DIRECTIONS FOR THIS TASK>
Copy, from the entries below, each line in which the string "usize" appears.

━━━ INPUT DATA ━━━

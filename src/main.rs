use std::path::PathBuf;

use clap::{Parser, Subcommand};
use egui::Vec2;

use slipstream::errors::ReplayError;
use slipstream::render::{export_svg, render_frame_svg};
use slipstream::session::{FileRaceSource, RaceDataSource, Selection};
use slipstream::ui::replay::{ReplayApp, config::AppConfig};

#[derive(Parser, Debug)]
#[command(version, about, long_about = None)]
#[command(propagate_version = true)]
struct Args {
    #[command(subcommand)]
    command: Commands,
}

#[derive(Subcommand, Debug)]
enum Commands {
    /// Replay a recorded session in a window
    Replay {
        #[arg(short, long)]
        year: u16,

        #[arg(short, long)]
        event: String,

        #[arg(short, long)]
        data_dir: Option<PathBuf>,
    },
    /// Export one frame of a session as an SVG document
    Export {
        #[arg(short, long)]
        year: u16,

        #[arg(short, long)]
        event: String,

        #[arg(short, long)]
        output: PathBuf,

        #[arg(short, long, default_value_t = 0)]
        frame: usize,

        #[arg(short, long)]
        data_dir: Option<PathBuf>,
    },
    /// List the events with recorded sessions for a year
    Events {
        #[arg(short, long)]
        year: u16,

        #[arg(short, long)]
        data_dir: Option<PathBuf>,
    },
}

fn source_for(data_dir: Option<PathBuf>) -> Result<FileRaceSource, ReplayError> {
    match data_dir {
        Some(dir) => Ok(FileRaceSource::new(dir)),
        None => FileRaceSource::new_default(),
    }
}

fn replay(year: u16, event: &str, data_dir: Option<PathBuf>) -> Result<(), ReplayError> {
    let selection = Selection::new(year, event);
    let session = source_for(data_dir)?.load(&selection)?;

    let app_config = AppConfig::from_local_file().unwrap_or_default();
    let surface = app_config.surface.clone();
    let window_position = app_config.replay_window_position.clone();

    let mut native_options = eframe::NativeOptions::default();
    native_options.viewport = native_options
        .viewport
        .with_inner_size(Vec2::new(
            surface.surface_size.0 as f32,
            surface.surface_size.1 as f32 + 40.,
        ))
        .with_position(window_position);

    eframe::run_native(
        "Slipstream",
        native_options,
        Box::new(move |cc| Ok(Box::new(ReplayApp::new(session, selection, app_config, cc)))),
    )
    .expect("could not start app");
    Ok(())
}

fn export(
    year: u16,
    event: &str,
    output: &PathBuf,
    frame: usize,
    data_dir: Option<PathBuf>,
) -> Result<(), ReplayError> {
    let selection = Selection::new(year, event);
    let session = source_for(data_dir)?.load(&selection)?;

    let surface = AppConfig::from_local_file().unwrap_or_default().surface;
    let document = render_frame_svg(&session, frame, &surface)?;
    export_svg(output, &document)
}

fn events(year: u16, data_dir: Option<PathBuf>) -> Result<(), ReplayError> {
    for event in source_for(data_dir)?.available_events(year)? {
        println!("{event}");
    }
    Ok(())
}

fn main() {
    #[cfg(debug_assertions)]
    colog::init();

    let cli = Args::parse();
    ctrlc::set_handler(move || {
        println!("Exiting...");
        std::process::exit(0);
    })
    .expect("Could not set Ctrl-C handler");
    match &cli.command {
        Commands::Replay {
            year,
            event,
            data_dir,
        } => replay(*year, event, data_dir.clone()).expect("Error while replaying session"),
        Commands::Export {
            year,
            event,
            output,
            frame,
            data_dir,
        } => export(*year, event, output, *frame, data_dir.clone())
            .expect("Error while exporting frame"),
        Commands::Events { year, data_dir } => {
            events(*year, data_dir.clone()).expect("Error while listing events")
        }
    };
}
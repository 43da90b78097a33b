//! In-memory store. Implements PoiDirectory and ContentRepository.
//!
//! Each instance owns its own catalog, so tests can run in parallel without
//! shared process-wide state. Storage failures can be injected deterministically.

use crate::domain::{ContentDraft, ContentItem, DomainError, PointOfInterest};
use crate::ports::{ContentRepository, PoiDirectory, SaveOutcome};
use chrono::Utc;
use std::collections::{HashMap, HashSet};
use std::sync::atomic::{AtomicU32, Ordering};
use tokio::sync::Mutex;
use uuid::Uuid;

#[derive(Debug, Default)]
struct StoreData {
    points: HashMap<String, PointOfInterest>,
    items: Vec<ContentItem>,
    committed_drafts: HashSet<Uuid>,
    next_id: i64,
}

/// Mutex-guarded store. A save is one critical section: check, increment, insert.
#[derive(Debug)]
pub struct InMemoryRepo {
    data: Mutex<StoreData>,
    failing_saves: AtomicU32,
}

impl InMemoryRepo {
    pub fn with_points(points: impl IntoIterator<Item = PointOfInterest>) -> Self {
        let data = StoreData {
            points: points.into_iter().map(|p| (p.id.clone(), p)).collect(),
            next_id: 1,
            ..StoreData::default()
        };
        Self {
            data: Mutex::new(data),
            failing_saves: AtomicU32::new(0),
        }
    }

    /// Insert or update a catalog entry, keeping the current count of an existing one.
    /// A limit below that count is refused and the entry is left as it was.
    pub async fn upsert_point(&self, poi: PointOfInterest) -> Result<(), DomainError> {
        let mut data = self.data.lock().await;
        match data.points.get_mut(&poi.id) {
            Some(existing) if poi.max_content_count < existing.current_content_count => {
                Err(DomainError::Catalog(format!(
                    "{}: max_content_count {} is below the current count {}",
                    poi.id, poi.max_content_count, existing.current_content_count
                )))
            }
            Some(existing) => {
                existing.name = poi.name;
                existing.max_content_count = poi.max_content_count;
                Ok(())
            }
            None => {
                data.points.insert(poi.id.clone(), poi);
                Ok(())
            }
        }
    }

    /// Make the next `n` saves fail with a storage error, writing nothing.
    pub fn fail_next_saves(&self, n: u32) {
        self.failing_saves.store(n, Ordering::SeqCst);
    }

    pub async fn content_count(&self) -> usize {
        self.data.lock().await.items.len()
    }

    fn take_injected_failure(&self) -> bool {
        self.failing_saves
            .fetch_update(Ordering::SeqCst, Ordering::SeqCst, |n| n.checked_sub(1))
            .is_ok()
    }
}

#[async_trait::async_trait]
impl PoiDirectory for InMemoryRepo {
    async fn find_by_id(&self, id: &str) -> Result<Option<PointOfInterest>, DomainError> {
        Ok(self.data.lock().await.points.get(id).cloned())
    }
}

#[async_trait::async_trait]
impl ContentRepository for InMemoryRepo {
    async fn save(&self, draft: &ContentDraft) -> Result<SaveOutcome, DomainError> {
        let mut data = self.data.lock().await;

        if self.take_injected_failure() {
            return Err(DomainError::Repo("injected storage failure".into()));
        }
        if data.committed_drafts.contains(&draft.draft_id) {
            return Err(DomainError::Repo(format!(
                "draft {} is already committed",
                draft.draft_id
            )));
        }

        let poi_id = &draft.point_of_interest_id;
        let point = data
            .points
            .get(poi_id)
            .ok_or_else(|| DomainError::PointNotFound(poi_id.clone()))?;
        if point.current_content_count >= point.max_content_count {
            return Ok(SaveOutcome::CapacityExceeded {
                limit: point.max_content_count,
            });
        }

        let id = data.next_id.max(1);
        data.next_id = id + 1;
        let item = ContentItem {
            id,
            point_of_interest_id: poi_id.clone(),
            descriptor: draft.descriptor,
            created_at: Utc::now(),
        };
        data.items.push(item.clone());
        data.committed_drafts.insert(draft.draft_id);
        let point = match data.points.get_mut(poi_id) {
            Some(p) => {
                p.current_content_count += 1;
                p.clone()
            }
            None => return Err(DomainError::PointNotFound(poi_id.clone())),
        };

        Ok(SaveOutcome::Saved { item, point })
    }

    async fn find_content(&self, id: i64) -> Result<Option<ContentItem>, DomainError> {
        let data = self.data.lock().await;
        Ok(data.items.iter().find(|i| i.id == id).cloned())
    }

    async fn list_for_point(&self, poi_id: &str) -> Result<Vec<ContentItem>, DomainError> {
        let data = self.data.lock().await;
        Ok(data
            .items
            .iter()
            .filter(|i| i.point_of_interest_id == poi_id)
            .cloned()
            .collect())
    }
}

━━━

WRITTEN SOLUTION>
        frame: usize,
    frame: usize,
    pub async fn content_count(&self) -> usize {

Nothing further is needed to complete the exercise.